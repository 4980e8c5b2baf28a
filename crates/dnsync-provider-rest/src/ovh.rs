//! OVH API
//!
//! - Server Time: GET `/auth/time` (unsigned)
//! - List Records: GET `/domain/zone/:zone/record?fieldType=A&subDomain=home`
//! - Get Record: GET `/domain/zone/:zone/record/:id`
//! - Create Record: POST `/domain/zone/:zone/record`
//! - Update Record: PUT `/domain/zone/:zone/record/:id`
//! - Apply Zone: POST `/domain/zone/:zone/refresh`
//!
//! Every other call is signed:
//!
//! ```text
//! X-Ovh-Signature: "$1$" + sha1_hex(secret+consumer+METHOD+url+body+timestamp)
//! ```
//!
//! where `+` is a literal plus sign between the parts and `url` includes the
//! query string. The timestamp is the server's, fetched per call.

use crate::{ExistingRecord, Found, RECORD_TTL, RecordApi};
use async_trait::async_trait;
use dnsync_core::traits::ClientOptions;
use dnsync_core::{Error, ManagedRecord, Result};
use reqwest::Method;
use serde_json::{Value, json};
use sha1::{Digest, Sha1};
use std::net::IpAddr;

/// OVH Europe API base URL
pub const OVH_API_BASE: &str = "https://eu.api.ovh.com/1.0";

const PROVIDER: &str = "ovh";

pub struct OvhApi {
    app_key: String,
    /// ⚠️ NEVER log this value
    app_secret: String,
    /// ⚠️ NEVER log this value
    consumer_key: String,
    base_url: String,
    client: reqwest::Client,
}

impl std::fmt::Debug for OvhApi {
    fn fmt(&self, f: &mut std::fmt::Formatter<'_>) -> std::fmt::Result {
        f.debug_struct("OvhApi")
            .field("app_key", &self.app_key)
            .field("app_secret", &"<REDACTED>")
            .field("consumer_key", &"<REDACTED>")
            .field("base_url", &self.base_url)
            .finish()
    }
}

/// Signature of one request
pub(crate) fn signature(
    app_secret: &str,
    consumer_key: &str,
    method: &Method,
    url: &str,
    body: &str,
    timestamp: i64,
) -> String {
    let material = format!(
        "{}+{}+{}+{}+{}+{}",
        app_secret,
        consumer_key,
        method.as_str(),
        url,
        body,
        timestamp
    );
    format!("$1${:x}", Sha1::digest(material.as_bytes()))
}

impl OvhApi {
    pub fn new(
        app_key: impl Into<String>,
        app_secret: impl Into<String>,
        consumer_key: impl Into<String>,
        options: &ClientOptions,
    ) -> Result<Self> {
        Ok(Self {
            app_key: crate::non_empty("OVH", "application key", app_key.into())?,
            app_secret: crate::non_empty("OVH", "application secret", app_secret.into())?,
            consumer_key: crate::non_empty("OVH", "consumer key", consumer_key.into())?,
            base_url: OVH_API_BASE.to_string(),
            client: crate::http_client(options)?,
        })
    }

    /// Point the client at a different API root (e.g. ca.api.ovh.com)
    pub fn with_base_url(mut self, base_url: impl Into<String>) -> Self {
        self.base_url = base_url.into().trim_end_matches('/').to_string();
        self
    }

    async fn server_time(&self) -> Result<i64> {
        let request = self.client.get(format!("{}/auth/time", self.base_url));
        let body = crate::send(PROVIDER, request, "server time").await?;
        body.as_i64()
            .ok_or_else(|| Error::provider(PROVIDER, "Invalid response format: time is not an integer"))
    }

    /// Send a signed request; `path` is relative to the API root and may carry a query
    async fn call(&self, method: Method, path: &str, body: Option<&Value>, context: &str) -> Result<Value> {
        let url = format!("{}{}", self.base_url, path);
        let body = body.map(Value::to_string).unwrap_or_default();
        let timestamp = self.server_time().await?;
        let signature = signature(
            &self.app_secret,
            &self.consumer_key,
            &method,
            &url,
            &body,
            timestamp,
        );

        let mut request = self
            .client
            .request(method, &url)
            .header("X-Ovh-Application", &self.app_key)
            .header("X-Ovh-Consumer", &self.consumer_key)
            .header("X-Ovh-Timestamp", timestamp.to_string())
            .header("X-Ovh-Signature", signature);
        if !body.is_empty() {
            request = request
                .header(reqwest::header::CONTENT_TYPE, "application/json")
                .body(body);
        }
        crate::send(PROVIDER, request, context).await
    }

    /// Ask OVH to publish pending zone changes
    async fn refresh(&self, zone: &str) -> Result<()> {
        self.call(
            Method::POST,
            &format!("/domain/zone/{}/refresh", zone),
            None,
            "zone refresh",
        )
        .await
        .map(|_| ())
    }
}

#[async_trait]
impl RecordApi for OvhApi {
    fn name(&self) -> &'static str {
        PROVIDER
    }

    async fn find(&self, record: &ManagedRecord) -> Result<Found> {
        let zone = record.domain.clone();
        let list = format!(
            "/domain/zone/{}/record?fieldType={}&subDomain={}",
            zone,
            record.record_type(),
            crate::label(record, "")
        );
        let ids = self.call(Method::GET, &list, None, "record lookup").await?;

        let Some(id) = ids.as_array().and_then(|ids| ids.first()) else {
            return Ok(Found {
                scope: zone,
                existing: None,
            });
        };
        let id = crate::id_of(PROVIDER, id)?;

        let path = format!("/domain/zone/{}/record/{}", zone, id);
        let entry = self.call(Method::GET, &path, None, "record lookup").await?;
        let ip = crate::parse_ip(PROVIDER, &entry["target"])?;

        Ok(Found {
            scope: zone,
            existing: Some(ExistingRecord { id, ip }),
        })
    }

    async fn create(&self, scope: &str, record: &ManagedRecord, ip: IpAddr) -> Result<()> {
        let payload = json!({
            "fieldType": record.record_type(),
            "subDomain": crate::label(record, ""),
            "target": ip.to_string(),
            "ttl": RECORD_TTL,
        });
        let path = format!("/domain/zone/{}/record", scope);
        self.call(Method::POST, &path, Some(&payload), "record create")
            .await?;
        self.refresh(scope).await
    }

    async fn update(&self, scope: &str, id: &str, _record: &ManagedRecord, ip: IpAddr) -> Result<()> {
        let payload = json!({ "target": ip.to_string() });
        let path = format!("/domain/zone/{}/record/{}", scope, id);
        self.call(Method::PUT, &path, Some(&payload), "record update")
            .await?;
        self.refresh(scope).await
    }
}

#[cfg(test)]
mod tests {
    use super::*;
    use crate::RestProvider;
    use dnsync_core::traits::{ApplyOutcome, DnsProvider};
    use dnsync_core::AddressFamily;
    use wiremock::matchers::{body_json, header, header_exists, method, path, query_param};
    use wiremock::{Mock, MockServer, ResponseTemplate};

    const NOW: i64 = 1_700_000_000;

    fn home() -> ManagedRecord {
        ManagedRecord::new("example.com", "home", AddressFamily::Ipv4, "ovh")
    }

    fn provider(server: &MockServer) -> RestProvider<OvhApi> {
        let options = ClientOptions::default();
        let api = OvhApi::new("ak", "ovh_app_secret", "ovh_consumer_key", &options)
            .unwrap()
            .with_base_url(server.uri());
        RestProvider::new(api, &options)
    }

    async fn mount_time(server: &MockServer) {
        Mock::given(method("GET"))
            .and(path("/auth/time"))
            .respond_with(ResponseTemplate::new(200).set_body_json(json!(NOW)))
            .mount(server)
            .await;
    }

    #[test]
    fn test_signature_format() {
        let signature = signature(
            "as",
            "ck",
            &Method::GET,
            "https://eu.api.ovh.com/1.0/domain/zone/example.com/record?fieldType=A&subDomain=home",
            "",
            NOW,
        );
        assert_eq!(signature, "$1$0fd347e9265b3a38a6d6984f32673391d4d32ba6");
    }

    #[tokio::test]
    async fn test_update_signs_and_refreshes_zone() {
        let server = MockServer::start().await;
        mount_time(&server).await;

        let list_url = format!(
            "{}/domain/zone/example.com/record?fieldType=A&subDomain=home",
            server.uri()
        );
        let expected = signature(
            "ovh_app_secret",
            "ovh_consumer_key",
            &Method::GET,
            &list_url,
            "",
            NOW,
        );
        Mock::given(method("GET"))
            .and(path("/domain/zone/example.com/record"))
            .and(query_param("fieldType", "A"))
            .and(query_param("subDomain", "home"))
            .and(header("X-Ovh-Application", "ak"))
            .and(header("X-Ovh-Timestamp", NOW.to_string().as_str()))
            .and(header("X-Ovh-Signature", expected.as_str()))
            .respond_with(ResponseTemplate::new(200).set_body_json(json!([5123])))
            .mount(&server)
            .await;
        Mock::given(method("GET"))
            .and(path("/domain/zone/example.com/record/5123"))
            .respond_with(ResponseTemplate::new(200).set_body_json(json!({
                "id": 5123, "fieldType": "A", "subDomain": "home", "target": "203.0.113.4"
            })))
            .mount(&server)
            .await;
        Mock::given(method("PUT"))
            .and(path("/domain/zone/example.com/record/5123"))
            .and(body_json(json!({ "target": "203.0.113.5" })))
            .and(header_exists("X-Ovh-Signature"))
            .respond_with(ResponseTemplate::new(200))
            .expect(1)
            .mount(&server)
            .await;
        Mock::given(method("POST"))
            .and(path("/domain/zone/example.com/refresh"))
            .respond_with(ResponseTemplate::new(200))
            .expect(1)
            .mount(&server)
            .await;

        let outcome = provider(&server)
            .apply(&home(), "203.0.113.5".parse().unwrap())
            .await
            .unwrap();
        assert_eq!(
            outcome,
            ApplyOutcome::Updated {
                previous_ip: Some("203.0.113.4".parse().unwrap())
            }
        );
    }

    #[tokio::test]
    async fn test_create_when_absent() {
        let server = MockServer::start().await;
        mount_time(&server).await;
        Mock::given(method("GET"))
            .and(path("/domain/zone/example.com/record"))
            .respond_with(ResponseTemplate::new(200).set_body_json(json!([])))
            .mount(&server)
            .await;
        Mock::given(method("POST"))
            .and(path("/domain/zone/example.com/record"))
            .and(body_json(json!({
                "fieldType": "A", "subDomain": "home", "target": "203.0.113.5", "ttl": RECORD_TTL
            })))
            .respond_with(ResponseTemplate::new(200).set_body_json(json!({ "id": 1 })))
            .expect(1)
            .mount(&server)
            .await;
        Mock::given(method("POST"))
            .and(path("/domain/zone/example.com/refresh"))
            .respond_with(ResponseTemplate::new(200))
            .expect(1)
            .mount(&server)
            .await;

        let outcome = provider(&server)
            .apply(&home(), "203.0.113.5".parse().unwrap())
            .await
            .unwrap();
        assert_eq!(outcome, ApplyOutcome::Created);
    }

    #[tokio::test]
    async fn test_invalid_credential_is_authentication_error() {
        let server = MockServer::start().await;
        mount_time(&server).await;
        Mock::given(method("GET"))
            .and(path("/domain/zone/example.com/record"))
            .respond_with(
                ResponseTemplate::new(403)
                    .set_body_json(json!({ "message": "This credential is not valid" })),
            )
            .mount(&server)
            .await;

        let err = provider(&server).lookup(&home()).await.unwrap_err();
        assert!(matches!(err, Error::Authentication(_)));
    }

    #[test]
    fn test_debug_redacts_secrets() {
        let api = OvhApi::new("ak", "ovh_app_secret", "ovh_consumer_key", &ClientOptions::default())
            .unwrap();
        let debug = format!("{:?}", api);
        assert!(!debug.contains("ovh_app_secret"));
        assert!(!debug.contains("ovh_consumer_key"));
    }
}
★ ★ ★ ★ ★ ★ ★
__Goal of the exercise__. The answer should consist of every line from the listing above that includes the word "const".

__Output of the exercise__.
pub const OVH_API_BASE: &str = "https://eu.api.ovh.com/1.0";
const PROVIDER: &str = "ovh";
    const NOW: i64 = 1_700_000_000;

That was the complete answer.